TASK:
All of the records must be restated exactly, with every line complete.
++++ DATA PROVIDED ++++
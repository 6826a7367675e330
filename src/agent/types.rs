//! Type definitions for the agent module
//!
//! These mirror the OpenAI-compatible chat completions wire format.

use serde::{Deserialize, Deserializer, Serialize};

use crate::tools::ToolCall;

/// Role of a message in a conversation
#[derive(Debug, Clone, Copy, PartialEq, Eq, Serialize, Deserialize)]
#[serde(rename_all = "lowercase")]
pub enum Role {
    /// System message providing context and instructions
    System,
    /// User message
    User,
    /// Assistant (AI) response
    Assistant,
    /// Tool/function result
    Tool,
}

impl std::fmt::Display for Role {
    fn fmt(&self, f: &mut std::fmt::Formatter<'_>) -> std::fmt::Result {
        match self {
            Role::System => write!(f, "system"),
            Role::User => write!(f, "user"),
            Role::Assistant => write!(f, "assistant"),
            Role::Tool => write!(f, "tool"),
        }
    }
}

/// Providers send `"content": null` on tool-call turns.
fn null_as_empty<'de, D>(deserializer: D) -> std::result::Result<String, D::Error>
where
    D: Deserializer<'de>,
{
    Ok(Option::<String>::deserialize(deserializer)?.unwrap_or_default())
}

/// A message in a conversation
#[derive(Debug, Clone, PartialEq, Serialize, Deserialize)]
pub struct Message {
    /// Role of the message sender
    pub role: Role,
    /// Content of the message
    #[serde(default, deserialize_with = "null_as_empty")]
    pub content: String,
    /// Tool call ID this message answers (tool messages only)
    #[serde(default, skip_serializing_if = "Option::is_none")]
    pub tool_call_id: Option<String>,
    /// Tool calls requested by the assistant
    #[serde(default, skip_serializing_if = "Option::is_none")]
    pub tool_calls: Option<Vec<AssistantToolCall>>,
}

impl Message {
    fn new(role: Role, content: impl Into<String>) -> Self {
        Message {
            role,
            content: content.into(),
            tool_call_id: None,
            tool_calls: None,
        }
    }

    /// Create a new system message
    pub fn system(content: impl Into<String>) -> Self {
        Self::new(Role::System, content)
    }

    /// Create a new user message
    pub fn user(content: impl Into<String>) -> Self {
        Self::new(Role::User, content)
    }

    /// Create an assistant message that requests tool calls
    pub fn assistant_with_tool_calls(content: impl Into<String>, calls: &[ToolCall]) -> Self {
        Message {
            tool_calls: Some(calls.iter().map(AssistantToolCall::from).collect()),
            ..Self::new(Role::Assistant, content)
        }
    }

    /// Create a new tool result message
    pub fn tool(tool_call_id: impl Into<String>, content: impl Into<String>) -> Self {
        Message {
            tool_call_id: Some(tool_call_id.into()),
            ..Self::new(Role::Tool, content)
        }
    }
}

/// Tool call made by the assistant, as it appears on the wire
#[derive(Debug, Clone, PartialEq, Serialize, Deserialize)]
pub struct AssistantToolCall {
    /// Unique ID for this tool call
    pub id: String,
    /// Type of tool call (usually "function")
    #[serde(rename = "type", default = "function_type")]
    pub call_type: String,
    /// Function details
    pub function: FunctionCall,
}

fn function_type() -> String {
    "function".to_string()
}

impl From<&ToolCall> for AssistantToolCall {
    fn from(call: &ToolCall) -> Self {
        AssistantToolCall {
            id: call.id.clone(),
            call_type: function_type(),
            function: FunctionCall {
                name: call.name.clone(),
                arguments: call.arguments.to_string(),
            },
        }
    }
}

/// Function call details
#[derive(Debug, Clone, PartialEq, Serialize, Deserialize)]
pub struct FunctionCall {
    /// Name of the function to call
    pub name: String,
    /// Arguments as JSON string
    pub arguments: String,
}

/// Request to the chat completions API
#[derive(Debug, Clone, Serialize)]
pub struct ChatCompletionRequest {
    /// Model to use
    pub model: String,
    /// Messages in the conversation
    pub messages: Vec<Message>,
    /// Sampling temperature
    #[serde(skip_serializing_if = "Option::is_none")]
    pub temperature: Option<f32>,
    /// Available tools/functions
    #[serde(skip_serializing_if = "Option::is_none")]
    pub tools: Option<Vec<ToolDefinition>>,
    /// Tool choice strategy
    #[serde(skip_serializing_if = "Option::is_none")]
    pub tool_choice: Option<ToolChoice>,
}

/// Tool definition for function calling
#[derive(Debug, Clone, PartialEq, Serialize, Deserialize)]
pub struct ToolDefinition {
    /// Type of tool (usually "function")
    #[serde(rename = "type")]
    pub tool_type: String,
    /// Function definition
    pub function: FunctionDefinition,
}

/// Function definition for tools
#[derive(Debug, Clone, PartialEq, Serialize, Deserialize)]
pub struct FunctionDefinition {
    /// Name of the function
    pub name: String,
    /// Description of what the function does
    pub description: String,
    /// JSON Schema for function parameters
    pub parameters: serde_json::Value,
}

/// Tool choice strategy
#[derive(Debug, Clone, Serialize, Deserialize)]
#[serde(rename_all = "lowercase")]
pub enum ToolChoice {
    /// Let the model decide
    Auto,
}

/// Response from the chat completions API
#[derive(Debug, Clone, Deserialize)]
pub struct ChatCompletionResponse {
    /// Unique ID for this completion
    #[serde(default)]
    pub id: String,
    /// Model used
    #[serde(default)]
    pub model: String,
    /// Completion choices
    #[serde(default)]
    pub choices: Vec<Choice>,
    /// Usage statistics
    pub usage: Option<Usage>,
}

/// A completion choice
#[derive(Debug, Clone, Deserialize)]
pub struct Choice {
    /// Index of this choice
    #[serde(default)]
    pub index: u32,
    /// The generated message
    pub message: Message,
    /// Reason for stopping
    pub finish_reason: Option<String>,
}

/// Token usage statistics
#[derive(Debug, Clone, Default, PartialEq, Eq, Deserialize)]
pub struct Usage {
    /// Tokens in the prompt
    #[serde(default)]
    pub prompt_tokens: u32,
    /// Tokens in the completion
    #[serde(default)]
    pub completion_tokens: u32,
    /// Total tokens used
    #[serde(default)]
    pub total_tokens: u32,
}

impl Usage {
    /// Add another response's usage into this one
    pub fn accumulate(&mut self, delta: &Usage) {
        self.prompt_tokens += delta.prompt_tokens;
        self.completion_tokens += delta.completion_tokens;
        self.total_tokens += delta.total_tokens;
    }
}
++++
SOLUTION:
repository 6826a7367675e330
filename src/agent/types.rs
//! Type definitions for the agent module
//!
//! These mirror the OpenAI-compatible chat completions wire format.

use serde::{Deserialize, Deserializer, Serialize};

use crate::tools::ToolCall;

/// Role of a message in a conversation
#[derive(Debug, Clone, Copy, PartialEq, Eq, Serialize, Deserialize)]
#[serde(rename_all = "lowercase")]
pub enum Role {
    /// System message providing context and instructions
    System,
    /// User message
    User,
    /// Assistant (AI) response
    Assistant,
    /// Tool/function result
    Tool,
}

impl std::fmt::Display for Role {
    fn fmt(&self, f: &mut std::fmt::Formatter<'_>) -> std::fmt::Result {
        match self {
            Role::System => write!(f, "system"),
            Role::User => write!(f, "user"),
            Role::Assistant => write!(f, "assistant"),
            Role::Tool => write!(f, "tool"),
        }
    }
}

/// Providers send `"content": null` on tool-call turns.
fn null_as_empty<'de, D>(deserializer: D) -> std::result::Result<String, D::Error>
where
    D: Deserializer<'de>,
{
    Ok(Option::<String>::deserialize(deserializer)?.unwrap_or_default())
}

/// A message in a conversation
#[derive(Debug, Clone, PartialEq, Serialize, Deserialize)]
pub struct Message {
    /// Role of the message sender
    pub role: Role,
    /// Content of the message
    #[serde(default, deserialize_with = "null_as_empty")]
    pub content: String,
    /// Tool call ID this message answers (tool messages only)
    #[serde(default, skip_serializing_if = "Option::is_none")]
    pub tool_call_id: Option<String>,
    /// Tool calls requested by the assistant
    #[serde(default, skip_serializing_if = "Option::is_none")]
    pub tool_calls: Option<Vec<AssistantToolCall>>,
}

impl Message {
    fn new(role: Role, content: impl Into<String>) -> Self {
        Message {
            role,
            content: content.into(),
            tool_call_id: None,
            tool_calls: None,
        }
    }

    /// Create a new system message
    pub fn system(content: impl Into<String>) -> Self {
        Self::new(Role::System, content)
    }

    /// Create a new user message
    pub fn user(content: impl Into<String>) -> Self {
        Self::new(Role::User, content)
    }

    /// Create an assistant message that requests tool calls
    pub fn assistant_with_tool_calls(content: impl Into<String>, calls: &[ToolCall]) -> Self {
        Message {
            tool_calls: Some(calls.iter().map(AssistantToolCall::from).collect()),
            ..Self::new(Role::Assistant, content)
        }
    }

    /// Create a new tool result message
    pub fn tool(tool_call_id: impl Into<String>, content: impl Into<String>) -> Self {
        Message {
            tool_call_id: Some(tool_call_id.into()),
            ..Self::new(Role::Tool, content)
        }
    }
}

/// Tool call made by the assistant, as it appears on the wire
#[derive(Debug, Clone, PartialEq, Serialize, Deserialize)]
pub struct AssistantToolCall {
    /// Unique ID for this tool call
    pub id: String,
    /// Type of tool call (usually "function")
    #[serde(rename = "type", default = "function_type")]
    pub call_type: String,
    /// Function details
    pub function: FunctionCall,
}

fn function_type() -> String {
    "function".to_string()
}

impl From<&ToolCall> for AssistantToolCall {
    fn from(call: &ToolCall) -> Self {
        AssistantToolCall {
            id: call.id.clone(),
            call_type: function_type(),
            function: FunctionCall {
                name: call.name.clone(),
                arguments: call.arguments.to_string(),
            },
        }
    }
}

/// Function call details
#[derive(Debug, Clone, PartialEq, Serialize, Deserialize)]
pub struct FunctionCall {
    /// Name of the function to call
    pub name: String,
    /// Arguments as JSON string
    pub arguments: String,
}

/// Request to the chat completions API
#[derive(Debug, Clone, Serialize)]
pub struct ChatCompletionRequest {
    /// Model to use
    pub model: String,
    /// Messages in the conversation
    pub messages: Vec<Message>,
    /// Sampling temperature
    #[serde(skip_serializing_if = "Option::is_none")]
    pub temperature: Option<f32>,
    /// Available tools/functions
    #[serde(skip_serializing_if = "Option::is_none")]
    pub tools: Option<Vec<ToolDefinition>>,
    /// Tool choice strategy
    #[serde(skip_serializing_if = "Option::is_none")]
    pub tool_choice: Option<ToolChoice>,
}

/// Tool definition for function calling
#[derive(Debug, Clone, PartialEq, Serialize, Deserialize)]
pub struct ToolDefinition {
    /// Type of tool (usually "function")
    #[serde(rename = "type")]
    pub tool_type: String,
    /// Function definition
    pub function: FunctionDefinition,
}

/// Function definition for tools
#[derive(Debug, Clone, PartialEq, Serialize, Deserialize)]
pub struct FunctionDefinition {
    /// Name of the function
    pub name: String,
    /// Description of what the function does
    pub description: String,
    /// JSON Schema for function parameters
    pub parameters: serde_json::Value,
}

/// Tool choice strategy
#[derive(Debug, Clone, Serialize, Deserialize)]
#[serde(rename_all = "lowercase")]
pub enum ToolChoice {
    /// Let the model decide
    Auto,
}

/// Response from the chat completions API
#[derive(Debug, Clone, Deserialize)]
pub struct ChatCompletionResponse {
    /// Unique ID for this completion
    #[serde(default)]
    pub id: String,
    /// Model used
    #[serde(default)]
    pub model: String,
    /// Completion choices
    #[serde(default)]
    pub choices: Vec<Choice>,
    /// Usage statistics
    pub usage: Option<Usage>,
}

/// A completion choice
#[derive(Debug, Clone, Deserialize)]
pub struct Choice {
    /// Index of this choice
    #[serde(default)]
    pub index: u32,
    /// The generated message
    pub message: Message,
    /// Reason for stopping
    pub finish_reason: Option<String>,
}

/// Token usage statistics
#[derive(Debug, Clone, Default, PartialEq, Eq, Deserialize)]
pub struct Usage {
    /// Tokens in the prompt
    #[serde(default)]
    pub prompt_tokens: u32,
    /// Tokens in the completion
    #[serde(default)]
    pub completion_tokens: u32,
    /// Total tokens used
    #[serde(default)]
    pub total_tokens: u32,
}

impl Usage {
    /// Add another response's usage into this one
    pub fn accumulate(&mut self, delta: &Usage) {
        self.prompt_tokens += delta.prompt_tokens;
        self.completion_tokens += delta.completion_tokens;
        self.total_tokens += delta.total_tokens;
    }
}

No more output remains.